Y remató : « Je me hérisse ».
Les publications ont généré des milliers de réactions sur les réseaux sociaux et ont renforcé le rejet généralisé face à des déclarations qui, au lieu de proposer des solutions, blâment les plus pauvres pour leur propre misère.
Depuis différents secteurs de la société civile cubaine, l'exigence est claire : cesser de nier la pauvreté et commencer à y faire face avec justice sociale, dignité et responsabilité politique.
Questions fréquentes sur les déclarations de la ministre et l'indigence à Cuba
Que dit la ministre du Travail et de la Sécurité sociale de Cuba sur la mendicité dans le pays ?
La ministre Marta Elena Feitó Cabrera a déclaré que à Cuba, il n'y a pas de mendiants, mais des personnes déguisées en mendiants. Selon elle, ces individus ont trouvé un moyen de vivre facilement en gagnant de l'argent sans travailler formellement. Ses déclarations ont suscité une vague de critiques et d'indignation tant à l'intérieur qu'à l'extérieur de l'île.
Quelle a été la réaction du public et des personnalités publiques face aux déclarations de la ministre ?
Les déclarations de la ministre ont été fortement critiquées par des citoyens, des intellectuels, des artistes et des journalistes, qui ont utilisé les réseaux sociaux pour exprimer leur indignation. Des figures comme l'architecte Julio Herrera et le journaliste Boris Luis Cabrera ont partagé des images et des témoignages qui contredisent le discours officiel, montrant la pauvreté réelle dans les rues cubaines.

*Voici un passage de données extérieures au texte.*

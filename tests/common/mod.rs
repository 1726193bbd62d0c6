#![allow(dead_code)]

use chrono::{DateTime, Duration, Utc};
use snaplink::domain::entities::{ShortCode, UrlRecord};
use snaplink::domain::event_logger::EventLogger;
use snaplink::domain::log_event::LogEntry;
use snaplink::domain::repositories::LinkRepository;
use snaplink::infrastructure::persistence::InMemoryLinkRepository;
use snaplink::state::AppState;
use std::sync::Arc;
use tokio::sync::mpsc;

pub const BASE_URL: &str = "http://localhost:3000";

pub fn create_test_state() -> (AppState, mpsc::Receiver<LogEntry>) {
    let (tx, rx) = mpsc::channel(100);

    let link_repository = Arc::new(InMemoryLinkRepository::new());
    let state = AppState::new(link_repository, EventLogger::new(tx), BASE_URL, 30);

    (state, rx)
}

pub fn test_record(code: &str, url: &str, created_at: DateTime<Utc>, ttl: Duration) -> UrlRecord {
    UrlRecord::new(
        ShortCode::parse(code).unwrap(),
        url.to_string(),
        created_at,
        created_at + ttl,
    )
}

pub async fn create_test_link(state: &AppState, code: &str, url: &str) -> UrlRecord {
    let record = test_record(code, url, Utc::now(), Duration::minutes(30));
    state
        .link_repository
        .add_many(vec![record.clone()])
        .await
        .unwrap();
    record
}

pub async fn create_expired_link(state: &AppState, code: &str, url: &str) -> UrlRecord {
    let record = test_record(
        code,
        url,
        Utc::now() - Duration::hours(2),
        Duration::minutes(30),
    );
    state
        .link_repository
        .add_many(vec![record.clone()])
        .await
        .unwrap();
    record
}

/// Drains every entry currently queued for the log worker.
pub fn drain_log(rx: &mut mpsc::Receiver<LogEntry>) -> Vec<LogEntry> {
    let mut entries = Vec::new();
    while let Ok(entry) = rx.try_recv() {
        entries.push(entry);
    }
    entries
}
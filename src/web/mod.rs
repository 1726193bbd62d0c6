//! Web layer for browser-facing pages.
//!
//! Uses Askama templates for server-side rendering.
//!
//! # Modules
//!
//! - [`handlers`] - Template rendering handlers
//! - [`routes`] - Page route configuration

pub mod handlers;
pub mod routes;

Comment le gouvernement cubain a-t-il réagi à la polémique suscité par les déclarations de la ministre ?
Le dirigeant Miguel Díaz-Canel s'est exprimé sur le manque de sensibilité concernant l'approche de la vulnérabilité, bien qu'il n'ait pas mentionné directement la ministre. Sa réponse a été considérée comme ambiguë et comme une tentative de se distancier sans assumer de responsabilité politique directe.
Quelle est la situation actuelle de la pauvreté et de l'indigence à Cuba selon les données disponibles ?
L'Observatoire cubain des droits de l'homme estime que 89 % des familles cubaines vivent dans une pauvreté extrême. De plus, le gouvernement cubain a reconnu l'existence de plus de 1 200 communautés vivant dans des conditions de misère, ce qui contraste avec les déclarations de la ministre.